でも、よく考えれば、いま世界のどこにも「元気な街」などというものは存在しません。「閉塞感」はアメリカも中国もEU(欧州連合)もロシアも、世界のすべての国を覆い尽くしています。
それは、経済のグローバル化による富の偏在と、貧困層の絶対的な拡大、そして、複雑な経済ネットワークに絡め取られたために、自分の努力とそれに対する報酬のあいだに相関関係が失われていることの複合的な結果として現象した「時代の気分」そのものです。
-背景に、グローバリズムの問題があるということですね。
<内田>この選挙で「維新の会」が掲げた政策は、大阪都構想による行政の効率化にしても、市職員組織、教員組織の能力主義的・上意下達的再編にしても、基本的にはグローバル化を推進するものです。ですから、グローバル経済がもたらした問題をさらなるグローバル化で解決するということは、原理的にありえないだろうと私は思います。
◆「弱者」たちが求めたもの
-ただこうした有権者は、指摘された批判のみならず、選挙前に反対派が唱えた「ファシズム」や「独裁」の危機といった警告についても、ほとんど関心を示した形跡はありません。テレビからのイメージが大きな影響力を持ったという分析もありますが、それでは彼らに対しては、いかなるメッセージが有効なのでしょうか。
<内田>有権者がかりに今回は不適切な選択をしたにせよ、有権者が今の歴史的環境の中で苦しみを感じていることは事実です。いったいどういう歴史的原因によって、いまこのような事態になっているのか、それについて、有権者たちにちゃんと届く、筋の通った、説得力のある「説明」が必要だと私は思います。
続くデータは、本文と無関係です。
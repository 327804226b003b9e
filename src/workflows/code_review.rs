//! The code-review compiled workflow.
//!
//! Captures review context under a hard diff budget, dispatches the
//! reviewer, then overrides the agent's verdict deterministically from the
//! issue severities. The agent's own verdict survives only as
//! `agent_verdict` for logging.

use std::path::PathBuf;
use std::time::Duration;

use anyhow::Result;
use serde::{Deserialize, Serialize};
use tracing::{info, warn};

use super::{StepResult, WorkflowDeps};
use crate::dispatch::schema::{as_u64, code_review_schema, field, str_field};
use crate::dispatch::{DispatchRequest, DispatchStatus, TokenEstimate};
use crate::gitops::GitWorkspace;
use crate::pack::TEMPLATE_CODE_REVIEW;
use crate::prompt::{Section, assemble_prompt};
use crate::util::estimate_tokens;

/// Hard ceiling for the diff section of a review prompt.
const DIFF_TOKEN_CEILING: usize = 100_000;
const REVIEW_PROMPT_TOKENS: usize = 160_000;
const CODE_REVIEW_TIMEOUT: Duration = Duration::from_secs(20 * 60);

/// Severity of one review issue.
#[derive(Debug, Clone, Copy, PartialEq, Eq, Serialize, Deserialize)]
#[serde(rename_all = "lowercase")]
pub enum IssueSeverity {
    Blocker,
    Major,
    Minor,
}

impl IssueSeverity {
    pub fn as_str(&self) -> &'static str {
        match self {
            Self::Blocker => "blocker",
            Self::Major => "major",
            Self::Minor => "minor",
        }
    }

    fn parse(s: &str) -> Self {
        match s.to_ascii_lowercase().as_str() {
            "blocker" => Self::Blocker,
            "major" => Self::Major,
            _ => Self::Minor,
        }
    }
}

/// One issue reported by the reviewer.
#[derive(Debug, Clone, PartialEq, Eq, Serialize, Deserialize)]
pub struct ReviewIssue {
    pub severity: IssueSeverity,
    pub description: String,
    #[serde(skip_serializing_if = "Option::is_none")]
    pub file: Option<String>,
    #[serde(skip_serializing_if = "Option::is_none")]
    pub line: Option<u64>,
}

/// Pipeline-computed review verdict.
#[derive(Debug, Clone, Copy, PartialEq, Eq, Serialize, Deserialize)]
pub enum ReviewVerdict {
    #[serde(rename = "SHIP_IT")]
    ShipIt,
    #[serde(rename = "NEEDS_MINOR_FIXES")]
    NeedsMinorFixes,
    #[serde(rename = "NEEDS_MAJOR_REWORK")]
    NeedsMajorRework,
}

impl ReviewVerdict {
    pub fn as_str(&self) -> &'static str {
        match self {
            Self::ShipIt => "SHIP_IT",
            Self::NeedsMinorFixes => "NEEDS_MINOR_FIXES",
            Self::NeedsMajorRework => "NEEDS_MAJOR_REWORK",
        }
    }

    /// The verdict law: any blocker forces a rework, any issue at all
    /// forces fixes, a clean list ships.
    pub fn from_issues(issues: &[ReviewIssue]) -> Self {
        if issues.iter().any(|i| i.severity == IssueSeverity::Blocker) {
            Self::NeedsMajorRework
        } else if !issues.is_empty() {
            Self::NeedsMinorFixes
        } else {
            Self::ShipIt
        }
    }
}

#[derive(Debug, Clone)]
pub struct CodeReviewInput {
    pub story_key: String,
    pub story_file_path: PathBuf,
    pub pipeline_run_id: Option<String>,
    pub working_directory: Option<PathBuf>,
    pub files_modified: Option<Vec<String>>,
    /// Findings from the previous review cycle, for re-verification.
    pub previous_issues: Option<Vec<ReviewIssue>>,
}

#[derive(Debug, Clone)]
pub struct CodeReviewReport {
    pub result: StepResult,
    pub verdict: ReviewVerdict,
    /// What the agent claimed, kept for logging only.
    pub agent_verdict: Option<String>,
    pub issues: usize,
    pub issue_list: Vec<ReviewIssue>,
    pub notes: Option<String>,
    pub error: Option<String>,
    pub token_usage: TokenEstimate,
}

/// Diff capture under the ceiling.
///
/// Tier 1: a diff scoped to `files_modified` when that fits. Tier 2: with
/// no file list, the full-repo diff when that fits. Tier 3: the stat-only
/// summary.
fn capture_diff(workdir: &std::path::Path, files: Option<&Vec<String>>) -> String {
    let ws = match GitWorkspace::open(workdir) {
        Ok(ws) => ws,
        Err(e) => {
            warn!(error = %e, "review without git context");
            return "(no git repository; diff unavailable)".to_string();
        }
    };

    let scoped = match files {
        Some(files) if !files.is_empty() => ws.diff_text(Some(files.as_slice())),
        _ => ws.diff_text(None),
    };
    match scoped {
        Ok(diff) if estimate_tokens(&diff) <= DIFF_TOKEN_CEILING => diff,
        Ok(_) | Err(_) => match ws.diff_stat() {
            Ok(stat) => format!("(diff too large; file summary only)\n{stat}"),
            Err(e) => {
                warn!(error = %e, "diff stat failed");
                "(diff unavailable)".to_string()
            }
        },
    }
}

fn arch_constraints(deps: &WorkflowDeps, run_id: Option<&str>) -> String {
    let Some(run_id) = run_id else {
        return String::new();
    };
    let decisions = deps
        .db
        .get_active_decisions(run_id, Some("solutioning"))
        .unwrap_or_default();
    decisions
        .into_iter()
        .filter(|d| d.category == "architecture")
        .map(|d| format!("- {}: {}", d.key, d.value))
        .collect::<Vec<_>>()
        .join("\n")
}

fn previous_findings_section(previous: &[ReviewIssue]) -> String {
    let mut section = String::from(
        "\n## PREVIOUS FINDINGS\nVerify each finding below. Report only findings that are still present or newly introduced:\n",
    );
    for issue in previous {
        let location = issue
            .file
            .as_ref()
            .map(|f| match issue.line {
                Some(line) => format!(" ({f}:{line})"),
                None => format!(" ({f})"),
            })
            .unwrap_or_default();
        section.push_str(&format!(
            "- [{}] {}{}\n",
            issue.severity.as_str(),
            issue.description,
            location
        ));
    }
    section
}

fn parse_issue(value: &serde_yaml::Value) -> Option<ReviewIssue> {
    let description = str_field(value, "description")?;
    let severity = str_field(value, "severity")
        .map(|s| IssueSeverity::parse(&s))
        .unwrap_or(IssueSeverity::Minor);
    Some(ReviewIssue {
        severity,
        description,
        file: str_field(value, "file"),
        line: field(value, "line").and_then(as_u64),
    })
}

pub async fn run_code_review(
    deps: &WorkflowDeps,
    input: CodeReviewInput,
) -> Result<CodeReviewReport> {
    let story_content = std::fs::read_to_string(&input.story_file_path).unwrap_or_else(|e| {
        warn!(story = %input.story_key, error = %e, "story file unreadable for review");
        format!("(story file unreadable: {})", input.story_file_path.display())
    });

    let workdir = input
        .working_directory
        .clone()
        .unwrap_or_else(|| deps.project_root.clone());
    let diff = capture_diff(&workdir, input.files_modified.as_ref());
    let previous = input
        .previous_issues
        .as_ref()
        .map(|issues| previous_findings_section(issues))
        .unwrap_or_default();

    let template = deps.pack.template(TEMPLATE_CODE_REVIEW)?;
    let assembled = assemble_prompt(
        &template,
        &[
            Section::required("story_content", story_content),
            Section::required("git_diff", diff),
            Section::required("previous_findings", previous),
            Section::optional(
                "arch_constraints",
                arch_constraints(deps, input.pipeline_run_id.as_deref()),
            ),
        ],
        REVIEW_PROMPT_TOKENS,
    );

    let result = deps
        .dispatcher
        .dispatch(DispatchRequest {
            prompt: assembled.prompt,
            agent: "code-review".into(),
            task_type: format!("code-review-{}", input.story_key),
            timeout: Some(CODE_REVIEW_TIMEOUT),
            output_schema: Some(code_review_schema()),
        })
        .await?;

    let token_usage = result.token_estimate;
    if result.status != DispatchStatus::Completed {
        return Ok(CodeReviewReport {
            result: StepResult::Failed,
            verdict: ReviewVerdict::NeedsMajorRework,
            agent_verdict: None,
            issues: 0,
            issue_list: Vec::new(),
            notes: None,
            error: Some(match result.status {
                DispatchStatus::Timeout => "dispatch_timeout".into(),
                _ => format!("dispatch_failed (exit {})", result.exit_code),
            }),
            token_usage,
        });
    }
    let Some(parsed) = result.parsed else {
        return Ok(CodeReviewReport {
            result: StepResult::Failed,
            verdict: ReviewVerdict::NeedsMajorRework,
            agent_verdict: None,
            issues: 0,
            issue_list: Vec::new(),
            notes: None,
            error: result.parse_error.or(Some("schema_validation_failed".into())),
            token_usage,
        });
    };

    let issue_list: Vec<ReviewIssue> = field(&parsed, "issue_list")
        .and_then(|v| v.as_sequence())
        .map(|seq| seq.iter().filter_map(parse_issue).collect())
        .unwrap_or_default();

    let agent_verdict = str_field(&parsed, "verdict");
    let verdict = ReviewVerdict::from_issues(&issue_list);
    if agent_verdict.as_deref() != Some(verdict.as_str()) {
        info!(
            story = %input.story_key,
            verdict = verdict.as_str(),
            agent = agent_verdict.as_deref().unwrap_or("none"),
            "review verdict overridden from issue severities"
        );
    } else {
        info!(story = %input.story_key, verdict = verdict.as_str(), issues = issue_list.len(), "review complete");
    }

    Ok(CodeReviewReport {
        result: StepResult::Success,
        verdict,
        agent_verdict,
        issues: issue_list.len(),
        issue_list,
        notes: str_field(&parsed, "notes"),
        error: None,
        token_usage,
    })
}

#[cfg(test)]
mod tests {
    use super::*;
    use crate::dispatch::testing::ScriptedDispatcher;
    use crate::pack::FilePack;
    use crate::store::DecisionStore;
    use std::sync::Arc;

    fn deps(dispatcher: ScriptedDispatcher, root: PathBuf) -> WorkflowDeps {
        WorkflowDeps {
            db: Arc::new(DecisionStore::open_in_memory().unwrap()),
            pack: Arc::new(FilePack::new(PathBuf::from("/nonexistent"))),
            dispatcher: Arc::new(dispatcher),
            project_root: root,
        }
    }

    fn input(dir: &tempfile::TempDir) -> CodeReviewInput {
        let story = dir.path().join("5-1.md");
        std::fs::write(&story, "# Story 5-1").unwrap();
        CodeReviewInput {
            story_key: "5-1".into(),
            story_file_path: story,
            pipeline_run_id: None,
            working_directory: None,
            files_modified: None,
            previous_issues: None,
        }
    }

    #[test]
    fn test_verdict_law() {
        let blocker = ReviewIssue {
            severity: IssueSeverity::Blocker,
            description: "x".into(),
            file: None,
            line: None,
        };
        let minor = ReviewIssue {
            severity: IssueSeverity::Minor,
            description: "y".into(),
            file: None,
            line: None,
        };

        assert_eq!(ReviewVerdict::from_issues(&[]), ReviewVerdict::ShipIt);
        assert_eq!(
            ReviewVerdict::from_issues(&[minor.clone()]),
            ReviewVerdict::NeedsMinorFixes
        );
        assert_eq!(
            ReviewVerdict::from_issues(&[minor, blocker]),
            ReviewVerdict::NeedsMajorRework
        );
    }

    #[tokio::test]
    async fn test_verdict_overrides_agent_claim() {
        let dir = tempfile::tempdir().unwrap();
        // Agent says SHIP_IT but reports a blocker; the pipeline must not
        // trust it.
        let reply = "```yaml\nverdict: SHIP_IT\nissues: 0\nissue_list:\n  - severity: blocker\n    description: data loss on restart\n    file: src/db.rs\n    line: \"42\"\n```";
        let report = run_code_review(&deps(ScriptedDispatcher::completing(reply), dir.path().into()), input(&dir))
            .await
            .unwrap();

        assert_eq!(report.verdict, ReviewVerdict::NeedsMajorRework);
        assert_eq!(report.agent_verdict.as_deref(), Some("SHIP_IT"));
        assert_eq!(report.issues, 1, "issues recomputed from the list");
        assert_eq!(report.issue_list[0].line, Some(42), "quoted line coerces");
    }

    #[tokio::test]
    async fn test_clean_review_ships() {
        let dir = tempfile::tempdir().unwrap();
        let reply = "```yaml\nverdict: NEEDS_MINOR_FIXES\nissues: 3\nissue_list: []\n```";
        let report = run_code_review(&deps(ScriptedDispatcher::completing(reply), dir.path().into()), input(&dir))
            .await
            .unwrap();

        assert_eq!(report.verdict, ReviewVerdict::ShipIt);
        assert_eq!(report.issues, 0);
    }

    #[tokio::test]
    async fn test_previous_issues_prime_the_reviewer() {
        let dir = tempfile::tempdir().unwrap();
        let dispatcher = ScriptedDispatcher::completing(
            "```yaml\nverdict: SHIP_IT\nissue_list: []\n```",
        );
        let requests = dispatcher.requests();
        let deps = deps(dispatcher, dir.path().into());

        let mut inp = input(&dir);
        inp.previous_issues = Some(vec![ReviewIssue {
            severity: IssueSeverity::Major,
            description: "unbounded retry loop".into(),
            file: Some("src/retry.rs".into()),
            line: Some(17),
        }]);
        run_code_review(&deps, inp).await.unwrap();

        let prompt = requests.lock().unwrap()[0].prompt.clone();
        assert!(prompt.contains("PREVIOUS FINDINGS"));
        assert!(prompt.contains("unbounded retry loop"));
        assert!(prompt.contains("src/retry.rs:17"));
    }

    #[tokio::test]
    async fn test_scoped_diff_reaches_the_prompt() {
        let dir = tempfile::tempdir().unwrap();
        let repo = git2::Repository::init(dir.path()).unwrap();
        std::fs::write(dir.path().join("touched.rs"), "fn touched() {}\n").unwrap();
        std::fs::write(dir.path().join("noise.rs"), "fn noise() {}\n").unwrap();
        drop(repo);

        let dispatcher = ScriptedDispatcher::completing(
            "```yaml\nverdict: SHIP_IT\nissue_list: []\n```",
        );
        let requests = dispatcher.requests();
        let deps = deps(dispatcher, dir.path().into());

        let mut inp = input(&dir);
        inp.files_modified = Some(vec!["touched.rs".into()]);
        run_code_review(&deps, inp).await.unwrap();

        let prompt = requests.lock().unwrap()[0].prompt.clone();
        assert!(prompt.contains("fn touched"));
        assert!(!prompt.contains("fn noise"));
    }

    #[tokio::test]
    async fn test_no_repository_still_reviews() {
        let dir = tempfile::tempdir().unwrap();
        let reply = "```yaml\nverdict: SHIP_IT\nissue_list: []\n```";
        let report = run_code_review(&deps(ScriptedDispatcher::completing(reply), dir.path().into()), input(&dir))
            .await
            .unwrap();
        assert_eq!(report.result, StepResult::Success);
    }

    #[tokio::test]
    async fn test_dispatch_failure_is_reported() {
        let dir = tempfile::tempdir().unwrap();
        let dispatcher =
            ScriptedDispatcher::new().script_status("code-review", DispatchStatus::Failed, "");
        let report = run_code_review(&deps(dispatcher, dir.path().into()), input(&dir))
            .await
            .unwrap();
        assert_eq!(report.result, StepResult::Failed);
        assert!(report.error.unwrap().contains("dispatch_failed"));
    }
}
行政の非効率や学力の低下は、ある歴史的条件のもたらした「結果」であって、「原因」ではありません。
-しかしどうひいき目に見ても、橋下氏が府知事時代に弱者に配慮した政策を実行したと評価することはできません。本来苦しんでいるはずのそうした層に、今回の選挙で橋下氏の支持者が多かったと聞いています。これは、どのように分析されますか。
<内田>有権者は政策の内容を見て、その適否を吟味して投票したわけではありません。「社会を変える」という言葉に期待を託したのです。それは、さしあたり「特権にあぐらをかいていた既得権益の受益者」たちの「弱者化」というかたちのスペクタクルとして、有権者の前に差し出されるでしょう。
市職員や教員たちがその「特権」なるものを奪われて右往左往するさまを見る「嗜虐的な愉楽」だけは、まちがいなく新しい二人の首長たちが「弱者」たちに提供してくれるものです。
-「嗜虐的な愉楽」ですか。
<内田>自分には何かの利得が約束されているわけではないが、誰かが利得を失うことだけは確実である。「苦しむ者にとりあえず何の救いももたらしはしないが、苦しむ者の頭数だけは増える」という政策に有権者たちは支持を与えたのです。
-こうした心理を抱く大阪府民・市民は、現在の状況下で、例外的な存在なのでしょうか。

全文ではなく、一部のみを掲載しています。